Malgré le début du carnaval qui normalement devrait accaparer toutes les activités brésiliennes, l’affaire de la langouste continue à tenir la vedette de la presse en termes très violents. Les esprits s’échauffent et la situation s’envenime. Condamnation ferme de l’attitude française par le Ministre de la Marine et le Ministre de la Guerre et le Général Osvino Alves. Presse du dimanche 24 particulièrement violente contre l’attitude française de piraterie et de colonialisme traditionnel. Le ministre des relations extérieures est attaqué violemment pour son manque d’agressivité. Vue du Brésil l’affaire dépasse l’incident diplomatique et l’opinion publique blessée dans sa susceptibilité nationale est excitée par la presse, unanime à prendre position.

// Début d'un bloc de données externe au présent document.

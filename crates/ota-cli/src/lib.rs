//! # ota-cli: OTA Stack Command-Line Interface
//!
//! Operator tooling for the bundle distribution pipeline. Commands work on
//! the same directories the `ota-api` server uses, so a version published
//! from the command line is immediately served to clients.
//!
//! ## Subcommands
//!
//! - `manifest`: print the checksum manifest of a content directory
//! - `pack`: zip a content directory into a publishable bundle
//! - `publish`: run the publish pipeline for one version
//! - `check`: resolve an update check as a client would
//! - `keys issue`: generate publisher and consumer credentials
//! - `reconcile`: repair state left by an interrupted publish
//!
//! ## Crate Policy
//!
//! - Argument parsing lives beside each handler; handlers delegate to
//!   `ota-dist` and `ota-api` and hold no pipeline logic of their own.
//! - Results go to stdout as JSON or YAML; diagnostics go to the log.

pub mod bundle;
pub mod check;
pub mod keys;
pub mod publish;
pub mod reconcile;

use std::path::PathBuf;

use anyhow::{Context, Result};
use clap::Args;

use ota_dist::DistConfig;

/// Directory overrides shared by every subcommand. Unset flags fall back to
/// the `OTA_*` environment variables and then to the defaults.
#[derive(Args, Debug, Clone, Default)]
pub struct DirOverrides {
    /// Public distribution root.
    #[arg(long, global = true)]
    pub public_dir: Option<PathBuf>,

    /// Directory holding the latest-version pointers.
    #[arg(long, global = true)]
    pub data_dir: Option<PathBuf>,

    /// Root for temporary workspaces.
    #[arg(long, global = true)]
    pub work_dir: Option<PathBuf>,
}

impl DirOverrides {
    /// Pipeline configuration from the environment with these overrides.
    pub fn resolve(&self) -> Result<DistConfig> {
        let config = DistConfig::from_env().context("reading OTA_* configuration")?;
        Ok(self.apply(config))
    }

    fn apply(&self, mut config: DistConfig) -> DistConfig {
        if let Some(dir) = &self.public_dir {
            config.public_dir = dir.clone();
        }
        if let Some(dir) = &self.data_dir {
            config.data_dir = dir.clone();
        }
        if let Some(dir) = &self.work_dir {
            config.work_dir = dir.clone();
        }
        config
    }
}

Dans sa thèse Conquête des esprits et commerce des armes : la diplomatie militaire française au Brésil, le spécialiste de l’Amérique latine Rodrigo Nabuco de Araujo montre que la situation ne se serait pas envenimée sans tensions préalables. Le Brésil devait de l’argent à la France depuis longtemps et la question coloniale teintait de méfiance les relations diplomatiques : le gouvernement brésilien, en quête d’indépendance et favorable à l’émancipation de l’Algérie, voyait d’un mauvais œil l’audace des pêcheurs bretons. Désapprouvant les essais nucléaires français dans le Sahara, il s’était également ouvert aux pays communistes ou non-alignés d’Afrique. Chaque jour, la mauvaise foi des diplomates brésiliens signalait à leurs homologues français qu’ils ne voulaient pas de la tutelle de l’Hexagone. Reste que Brasília acceptait volontiers l’aide économique de Paris. De chaque côté de l’Atlantique, donc, on était irrité quand les crustacés sont devenus un problème.

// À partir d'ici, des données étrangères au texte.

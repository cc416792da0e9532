//! # ota-api: Binary Entry Point
//!
//! Starts the Axum HTTP server for the OTA distribution service.
//! Binds to a configurable port (default 3000). On start the public tree is
//! reconciled with the pointer store before any request is served.

use std::net::SocketAddr;
use std::sync::Arc;

use metrics_exporter_prometheus::PrometheusBuilder;
use tracing_subscriber::EnvFilter;

use ota_api::registry::{AppRegistry, InMemoryRegistry};
use ota_api::state::{AppConfig, AppState, LogFormat};
use ota_dist::Distributor;

fn init_tracing(format: LogFormat) {
    let filter = EnvFilter::try_from_default_env().unwrap_or_else(|_| EnvFilter::new("info"));
    match format {
        LogFormat::Text => tracing_subscriber::fmt().with_env_filter(filter).init(),
        LogFormat::Json => tracing_subscriber::fmt()
            .with_env_filter(filter)
            .json()
            .init(),
    }
}

async fn shutdown_signal() {
    if let Err(e) = tokio::signal::ctrl_c().await {
        tracing::warn!("failed to listen for shutdown signal: {e}");
        return;
    }
    tracing::info!("shutdown signal received");
}

#[tokio::main]
async fn main() -> Result<(), Box<dyn std::error::Error>> {
    let config = AppConfig::from_env()?;
    init_tracing(config.log_format);

    let registry: Arc<dyn AppRegistry> = match &config.registry_file {
        Some(path) => {
            let registry = InMemoryRegistry::load(path).map_err(|e| {
                tracing::error!("Registry load failed: {e}");
                e
            })?;
            tracing::info!(apps = registry.len(), path = %path.display(), "registry loaded");
            Arc::new(registry)
        }
        None => {
            tracing::warn!("OTA_REGISTRY_FILE not set; every credential will be rejected");
            Arc::new(InMemoryRegistry::new())
        }
    };

    let dist = Distributor::open(config.dist.clone()).map_err(|e| {
        tracing::error!("Distribution directories unavailable: {e}");
        e
    })?;

    let report = dist.reconcile().map_err(|e| {
        tracing::error!("Startup reconciliation failed: {e}");
        e
    })?;
    if !report.is_clean() {
        tracing::warn!(
            restored = report.restored.len(),
            repointed = report.repointed.len(),
            discarded = report.discarded,
            skipped = report.skipped.len(),
            "repaired state left by an interrupted publish"
        );
    }

    let port = config.port;
    let metrics_enabled = config.metrics_enabled;
    let mut state = AppState::new(config, dist, registry);
    if metrics_enabled {
        let handle = PrometheusBuilder::new().install_recorder()?;
        state = state.with_metrics(handle);
    }

    let app = ota_api::app(state);

    let addr = SocketAddr::from(([0, 0, 0, 0], port));
    tracing::info!("OTA API listening on {}", addr);

    let listener = tokio::net::TcpListener::bind(addr).await?;
    axum::serve(listener, app)
        .with_graceful_shutdown(shutdown_signal())
        .await?;

    Ok(())
}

Au moment où les navires de guerre entrent dans le conflit, l’opinion publique brésilienne considère la guerre de la langouste comme un affrontement opposant marine brésilienne et pêcheurs bretons. Les militaires brillent d’autant plus aux yeux de la population que le président Goulart passe pour un lâche. Pour l’historien Túlio Muniz, cette nouvelle grâce de l’armée facilite le coup d’État de mars 1964. Goulart, renversé par trois généraux, est accusé de sympathie avec les communistes et doit s’exiler. Les relations diplomatiques avec la France s’améliorent nettement : les gouvernements discutent plus et mieux. Pour Rodrigo Nabuco de Araujo, ce sont avant tout les « affinités entre les officiers brésiliens et la doctrine française de la guerre révolutionnaire » qui permettent ce rapprochement. C’est dans cette ambiance cordiale que le conflit de la langouste prend fin par la signature d’un accord en décembre 1964.

Désormais, un nombre fixe de langoustiers bretons ont le droit de venir pêcher dans les eaux du Brésil pour une durée de cinq ans à condition qu’ils reversent une partie de leurs revenus au pays. Tout le monde est content. Il faudra attendre 2018 pour que les pêcheurs français apprennent ce que ça fait de se faire piquer son gagne-pain sur le pas de sa porte : au cours de la Guerre de la coquille, des équipages normands et britanniques se sont attaqués à coups de pierres et de fusées de détresse pour les coquilles Saint-Jacques de la baie de Seine.